This HTML version of Think DSP is provided for convenience, but it is not the best format for the book. In particular, some of the math symbols are not rendered correctly.

You might prefer to read the PDF version, or you can buy a hard copy from Amazon.

Chapter 7 Discrete Fourier Transform

We’ve been using the discrete Fourier transform (DFT) since Chapter 1, but I haven’t explained how it works. Now is the time.

If you understand the discrete cosine transform (DCT), you will understand the DFT. The only difference is that instead of using the cosine function, we’ll use the complex exponential function. I’ll start by explaining complex exponentials, then I’ll follow the same progression as in Chapter 6:

We’ll start with the synthesis problem: given a set of frequency components and their amplitudes, how can we construct a signal? The synthesis problem is equivalent to the inverse DFT.
Then I’ll rewrite the synthesis problem in the form of matrix multiplication using NumPy arrays.
Next we’ll solve the analysis problem, which is equivalent to the DFT: given a signal, how to we find the amplitude and phase offset of its frequency components?
Finally, we’ll use linear algebra to find a more efficient way to compute the DFT.

The code for this chapter is in chap07.ipynb, which is in the repository for this book (see Section 0.2). You can also view it at http://tinyurl.com/thinkdsp07.

7.1 Complex exponentials

One of the more interesting moves in mathematics is the generalization of an operation from one type to another. For example, factorial is a function that operates on integers; the natural definition for factorial of n is the product of all integers from 1 to n.

If you are of a certain inclination, you might wonder how to compute the factorial of a non-integer like 3.5. Since the natural definition doesn’t apply, you might look for other ways to compute the factorial function, ways that would work with non-integers.

In 1730, Leonhard Euler found one, a generalization of the factorial function that we know as the gamma function (see http://en.wikipedia.org/wiki/Gamma_function).

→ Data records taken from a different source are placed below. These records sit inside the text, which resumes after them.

//! Schall - top-level engine
//!
//! Owns the graph, the device at its root and the scheduler, and wires them
//! into the destination chain:
//!
//! ```text
//! destination input -> scheduler node -> up-mixer -> device
//! ```
//!
//! Anything connected to [`Engine::destination`] is heard. The scheduler
//! fires its events right after the scheduler node ticks. Nodes upstream of
//! the destination have produced that frame already, so changes an event
//! makes to them are heard from the following frame.
//!
//! Once the engine has moved to the audio thread, other threads reach it
//! through an [`EngineHandle`]. Commands go through a wait-free ring buffer
//! and run at the start of the next [`fill`](AudioSource::fill).

use rtrb::{Consumer, Producer, RingBuffer};
use tracing::{debug, info};

use crate::config::EngineConfig;
use crate::device::{AudioSource, Device};
use crate::error::{Error, PinKind, Result};
use crate::graph::{Endpoint, Graph};
use crate::group::Group;
use crate::node::{NodeId, SignalProcessor};
use crate::nodes::{PassThrough, UpMixer};
use crate::scheduler::Scheduler;

/// A change to run against the graph and scheduler on the audio thread.
pub type Command = Box<dyn FnOnce(&mut Graph, &mut Scheduler) + Send>;

/// Sends commands to an [`Engine`] from another thread.
pub struct EngineHandle {
    sender: Producer<Command>,
}

impl EngineHandle {
    /// Queue `command` for the engine's next fill.
    ///
    /// Never blocks. When the queue is full the command is handed back.
    pub fn send(
        &mut self,
        command: impl FnOnce(&mut Graph, &mut Scheduler) + Send + 'static,
    ) -> core::result::Result<(), Command> {
        self.sender
            .push(Box::new(command))
            .map_err(|rtrb::PushError::Full(c)| c)
    }

    /// Free slots in the queue.
    pub fn capacity_left(&self) -> usize {
        self.sender.slots()
    }
}

/// The main audio engine.
///
/// ```
/// use schall::{Engine, EngineConfig};
/// use schall::nodes::{Constant, Gain};
///
/// let mut engine = Engine::new(EngineConfig::default().with_channels(2)).unwrap();
/// let source = engine.add(Constant::new(1.0));
/// let gain = engine.add(Gain::new(0.5));
/// engine.connect(&source, &gain).unwrap();
/// engine.output(&gain).unwrap();
///
/// assert_eq!(engine.render(2), vec![0.5, 0.5, 0.5, 0.5]);
/// ```
pub struct Engine {
    config: EngineConfig,
    graph: Graph,
    device: Device,
    scheduler: Scheduler,
    scheduler_node: NodeId,
    destination: Group,
    commands: Consumer<Command>,
    handle: Option<EngineHandle>,
}

impl Engine {
    pub fn new(config: EngineConfig) -> Result<Self> {
        config.validate()?;

        let mut graph = Graph::new(config.sample_rate, config.max_block_size);
        let device = Device::new(&mut graph, config.channels);
        let scheduler = Scheduler::new(config.sample_rate, config.bpm, config.beats_per_bar);

        let mut destination = Group::new(&mut graph, 1, 0);
        let entry = destination.input(0).ok_or(Error::MissingPin {
            kind: PinKind::Input,
            index: 0,
        })?;
        let scheduler_node = destination.add(&mut graph, PassThrough::new(1));
        let up_mixer = destination.add(&mut graph, UpMixer::new(config.channels));

        graph.connect(&entry, &scheduler_node)?;
        graph.connect(&scheduler_node, &up_mixer)?;
        graph.connect(&up_mixer, &device.node())?;

        let (sender, commands) = RingBuffer::new(config.command_capacity);

        info!(
            sample_rate = config.sample_rate,
            channels = config.channels,
            bpm = config.bpm,
            "engine ready"
        );

        Ok(Self {
            config,
            graph,
            device,
            scheduler,
            scheduler_node,
            destination,
            commands,
            handle: Some(EngineHandle { sender }),
        })
    }

    /// Take the engine's control handle. There is only one, so later calls
    /// return `None`.
    pub fn handle(&mut self) -> Option<EngineHandle> {
        self.handle.take()
    }

    #[inline]
    pub fn config(&self) -> &EngineConfig {
        &self.config
    }

    #[inline]
    pub fn sample_rate(&self) -> u32 {
        self.config.sample_rate
    }

    #[inline]
    pub fn channels(&self) -> usize {
        self.config.channels
    }

    pub fn graph(&self) -> &Graph {
        &self.graph
    }

    pub fn graph_mut(&mut self) -> &mut Graph {
        &mut self.graph
    }

    pub fn device(&self) -> &Device {
        &self.device
    }

    pub fn device_mut(&mut self) -> &mut Device {
        &mut self.device
    }

    pub fn scheduler(&self) -> &Scheduler {
        &self.scheduler
    }

    pub fn scheduler_mut(&mut self) -> &mut Scheduler {
        &mut self.scheduler
    }

    /// The group everything audible connects to.
    pub fn destination(&self) -> &Group {
        &self.destination
    }

    /// Graph and scheduler together, for setting up events that capture
    /// node ids.
    pub fn parts_mut(&mut self) -> (&mut Graph, &mut Scheduler) {
        (&mut self.graph, &mut self.scheduler)
    }

    /// Add a node to the graph.
    pub fn add<P: SignalProcessor>(&mut self, processor: P) -> NodeId {
        self.graph.add(processor)
    }

    /// Connect output 0 of `from` to input 0 of `to`.
    pub fn connect(&mut self, from: &impl Endpoint, to: &impl Endpoint) -> Result<()> {
        self.graph.connect(from, to)
    }

    /// Route output 0 of `node` to the destination.
    pub fn output(&mut self, node: &impl Endpoint) -> Result<()> {
        self.graph.connect(node, &self.destination)
    }

    /// Generate `frames` interleaved frames without a backend.
    pub fn render(&mut self, frames: usize) -> Vec<f32> {
        let channels = self.config.channels;
        let mut buffer = vec![0.0; frames * channels];
        self.fill(&mut buffer, channels);
        buffer
    }
}

impl AudioSource for Engine {
    fn fill(&mut self, buffer: &mut [f32], channels: usize) {
        let Self {
            graph,
            device,
            scheduler,
            scheduler_node,
            commands,
            ..
        } = self;

        let mut applied = 0;
        for command in core::iter::from_fn(|| commands.pop().ok()) {
            command(graph, scheduler);
            applied += 1;
        }
        if applied > 0 {
            debug!(applied, "applied queued commands");
        }

        let scheduler_node = *scheduler_node;
        device.fill_with(graph, buffer, channels, |graph, id| {
            if id == scheduler_node {
                scheduler.tick(graph);
            }
        });
    }
}

#[cfg(test)]
mod tests {
    use super::*;
    use crate::nodes::{Constant, Gain};

    fn config() -> EngineConfig {
        EngineConfig::default()
            .with_sample_rate(100)
            .with_channels(2)
            .with_block_size(64)
            .with_max_block_size(64)
            .with_bpm(60.0)
    }

    #[test]
    fn rejects_invalid_config() {
        assert!(matches!(
            Engine::new(config().with_channels(0)),
            Err(Error::InvalidConfig(_))
        ));
    }

    #[test]
    fn mono_sources_are_upmixed() {
        let mut engine = Engine::new(config()).unwrap();
        let source = engine.add(Constant::new(0.25));
        engine.output(&source).unwrap();
        assert_eq!(engine.render(3), vec![0.25; 6]);
    }

    #[test]
    fn events_land_on_their_frame() {
        let mut engine = Engine::new(config()).unwrap();
        let source = engine.add(Constant::new(1.0));
        let gain = engine.add(Gain::new(0.0));
        engine.connect(&source, &gain).unwrap();
        engine.output(&gain).unwrap();

        // One beat is 100 frames at 60 bpm and 100 Hz. The event fires on
        // frame 49, after the gain has already produced that frame.
        engine.scheduler_mut().add_relative(0.5, move |graph, _| {
            if let Some(gain) = graph.processor_mut::<Gain>(gain) {
                gain.set_gain(1.0);
            }
        });

        let rendered = engine.render(60);
        let left: Vec<f32> = rendered.iter().step_by(2).copied().collect();
        assert_eq!(left[49], 0.0);
        assert_eq!(left[50], 1.0);
        assert_eq!(left[59], 1.0);
    }

    #[test]
    fn commands_apply_on_the_next_fill() {
        let mut engine = Engine::new(config()).unwrap();
        let mut handle = engine.handle().unwrap();
        assert!(engine.handle().is_none());

        let source = engine.add(Constant::new(0.5));
        let destination = engine.destination().clone();
        assert_eq!(engine.render(1), vec![0.0, 0.0]);

        let worker = std::thread::spawn(move || {
            handle
                .send(move |graph, _| graph.connect(&source, &destination).unwrap())
                .is_ok()
        });
        assert!(worker.join().unwrap());

        assert_eq!(engine.render(2), vec![0.5; 4]);
        assert_eq!(engine.device().write_time(), 3);
    }

    #[test]
    fn full_queue_hands_the_command_back() {
        let mut engine = Engine::new(config().with_command_capacity(1)).unwrap();
        let mut handle = engine.handle().unwrap();
        assert!(handle.send(|_, scheduler| scheduler.set_tempo(120.0).unwrap()).is_ok());
        assert_eq!(handle.capacity_left(), 0);

        let rejected = handle.send(|_, scheduler| scheduler.set_tempo(30.0).unwrap());
        let Err(command) = rejected else {
            panic!("queue should be full");
        };

        engine.render(1);
        assert_eq!(engine.scheduler().bpm(), 120.0);
        assert_eq!(handle.capacity_left(), 1);

        let (graph, scheduler) = engine.parts_mut();
        command(graph, scheduler);
        assert_eq!(engine.scheduler().bpm(), 30.0);
    }
}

Euler also found one of the most useful generalizations in applied mathematics, the complex exponential function.

The natural definition of exponentiation is repeated multiplication. For example, φ³ = φ · φ · φ. But this definition doesn’t apply to non-integer exponents.

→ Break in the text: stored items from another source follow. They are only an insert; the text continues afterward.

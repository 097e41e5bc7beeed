use crate::node::{ProcessContext, SignalProcessor};
use crate::pin::{Input, Output};

/// Copies each input to the output with the same index.
///
/// Unconnected inputs produce one silent channel.
pub struct PassThrough {
    pins: usize,
}

impl PassThrough {
    /// A pass-through with `pins` inputs and as many outputs.
    pub fn new(pins: usize) -> Self {
        Self { pins }
    }
}

impl SignalProcessor for PassThrough {
    fn generate(&mut self, _ctx: &ProcessContext, inputs: &[Input], outputs: &mut [Output]) {
        // Connected pairs were copied before generate ran.
        for (input, output) in inputs.iter().zip(outputs.iter_mut()) {
            if input.samples().is_empty() {
                output.samples_mut().fill(0.0);
            }
        }
    }

    #[inline]
    fn num_inputs(&self) -> usize {
        self.pins
    }

    #[inline]
    fn num_outputs(&self) -> usize {
        self.pins
    }

    #[inline]
    fn passes_through(&self) -> bool {
        true
    }
}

However, exponentiation can also be expressed as a power series:

e^φ= 1 + φ + φ²/2! + φ³/3! + ...

This definition works with real numbers, imaginary numbers and, by a simple extension, with complex numbers. Applying this definition to a pure imaginary number, iφ, we get

e^iφ = 1 + iφ − φ²/2! − iφ³/3! + ...

By rearranging terms, we can show that this is equivalent to:

e^iφ = cosφ + i sinφ

You can see the derivation at http://en.wikipedia.org/wiki/Euler's_formula.

This formula implies that e^iφ is a complex number with magnitude 1; if you think of it as a point in the complex plane, it is always on the unit circle. And if you think of it as a vector, the angle in radians between the vector and the positive x-axis is the argument, φ.

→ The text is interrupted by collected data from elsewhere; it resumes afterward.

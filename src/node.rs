//! Core processor trait and context types.

use core::any::Any;

use crate::pin::{Input, Output};

/// Information available during signal processing.
///
/// Passed to every [`SignalProcessor::generate`] call.
#[derive(Clone, Copy, Debug)]
pub struct ProcessContext {
    /// Sample rate of the graph in Hz (e.g., 44100, 48000)
    pub sample_rate: u32,
    /// Index of the frame being generated
    pub frame: u64,
}

/// Unique identifier for a node within a graph.
///
/// Ids are handed out by [`Graph::add`](crate::Graph::add) and never reused,
/// even after the node is deleted.
#[derive(Clone, Copy, PartialEq, Eq, Hash, Debug, PartialOrd, Ord)]
pub struct NodeId(pub(crate) u32);

impl NodeId {
    #[inline]
    pub(crate) fn index(self) -> usize {
        self.0 as usize
    }
}

/// Upcast to [`Any`], so processors can be looked up by concrete type.
pub trait AsAny: Any {
    fn as_any(&self) -> &dyn Any;
    fn as_any_mut(&mut self) -> &mut dyn Any;
}

impl<T: Any> AsAny for T {
    fn as_any(&self) -> &dyn Any {
        self
    }

    fn as_any_mut(&mut self) -> &mut dyn Any {
        self
    }
}

/// The per-frame behaviour of a node.
///
/// The graph owns the pins; a processor only declares how many it has and
/// fills its outputs from its inputs once per frame. By the time `generate`
/// runs, every input holds the sum of its connected outputs and every output
/// has been sized to its channel count.
///
/// ```
/// use schall::{Input, Output, ProcessContext, SignalProcessor};
///
/// /// Flips the sign of every channel.
/// struct Invert;
///
/// impl SignalProcessor for Invert {
///     fn generate(&mut self, _ctx: &ProcessContext, inputs: &[Input], outputs: &mut [Output]) {
///         for (out, sample) in outputs[0].samples_mut().iter_mut().zip(inputs[0].samples()) {
///             *out = -sample;
///         }
///     }
///
///     fn num_inputs(&self) -> usize { 1 }
///
///     // Follow the input's channel count.
///     fn linked_input(&self, _output: usize) -> Option<usize> { Some(0) }
/// }
/// ```
pub trait SignalProcessor: AsAny + Send {
    /// Produce one frame.
    fn generate(&mut self, ctx: &ProcessContext, inputs: &[Input], outputs: &mut [Output]);

    /// Number of inputs (0 for sources).
    fn num_inputs(&self) -> usize {
        0
    }

    /// Number of outputs (0 for sinks).
    fn num_outputs(&self) -> usize {
        1
    }

    /// Initial channel count of `output`, used while it is not linked to a
    /// connected input.
    fn output_channels(&self, _output: usize) -> usize {
        1
    }

    /// Input whose channel count `output` should mirror.
    fn linked_input(&self, _output: usize) -> Option<usize> {
        None
    }

    /// Whether outputs copy the matching input whenever that input carries
    /// samples. Such nodes can leave `generate` empty.
    fn passes_through(&self) -> bool {
        false
    }

    /// Name used in log output.
    fn name(&self) -> &'static str {
        core::any::type_name::<Self>()
    }
}

/// A processor together with its pins, as stored in the graph.
pub(crate) struct Node {
    pub(crate) processor: Box<dyn SignalProcessor>,
    pub(crate) inputs: Vec<Input>,
    pub(crate) outputs: Vec<Output>,
    /// Frame this node last ticked in
    pub(crate) last_tick: Option<u64>,
}

impl Node {
    pub(crate) fn new(processor: Box<dyn SignalProcessor>) -> Self {
        let inputs = (0..processor.num_inputs()).map(|_| Input::new()).collect();
        let outputs = (0..processor.num_outputs())
            .map(|o| Output::new(processor.output_channels(o), processor.linked_input(o)))
            .collect();
        Self {
            processor,
            inputs,
            outputs,
            last_tick: None,
        }
    }

    pub(crate) fn processor_as<T: 'static>(&self) -> Option<&T> {
        let processor: &dyn SignalProcessor = self.processor.as_ref();
        processor.as_any().downcast_ref::<T>()
    }

    pub(crate) fn processor_as_mut<T: 'static>(&mut self) -> Option<&mut T> {
        let processor: &mut dyn SignalProcessor = self.processor.as_mut();
        processor.as_any_mut().downcast_mut::<T>()
    }
}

In the case where the exponent is a complex number, we have:

e^a + iφ = e^a e^iφ = A e^iφ

where A is a real number that indicates amplitude and e^iφ is a unit complex number that indicates angle.

NumPy provides a version of exp that works with complex numbers:

>>> phi = 1.5
>>> z = np.exp(1j * phi)
>>> z
(0.0707+0.997j)

Python uses j to represent the imaginary unit, rather than i. A number ending in j is considered imaginary, so 1j is just i.

When the argument to np.exp is imaginary or complex, the result is a complex number; specifically, a np.complex128, which is represented by two 64-bit floating-point numbers. In this example, the result is 0.0707+0.997j.

Complex numbers have attributes real and imag:

>>> z.real
0.0707
>>> z.imag
0.997

To get the magnitude, you can use the built-in function abs or np.absolute:

>>> abs(z)
1.0
>>> np.absolute(z)
1.0

To get the angle, you can use np.angle:

>>> np.angle(z)
1.5

This example confirms that e^{i φ} is a complex number with magnitude 1 and angle φ radians.

7.2 Complex signals

If φ(t) is a function of time, e^{i φ(t)} is also a function of time. Specifically,

e^i φ(t) = cosφ(t) + i sinφ(t)

This function describes a quantity that varies in time, so it is a signal. Specifically, it is a complex exponential signal.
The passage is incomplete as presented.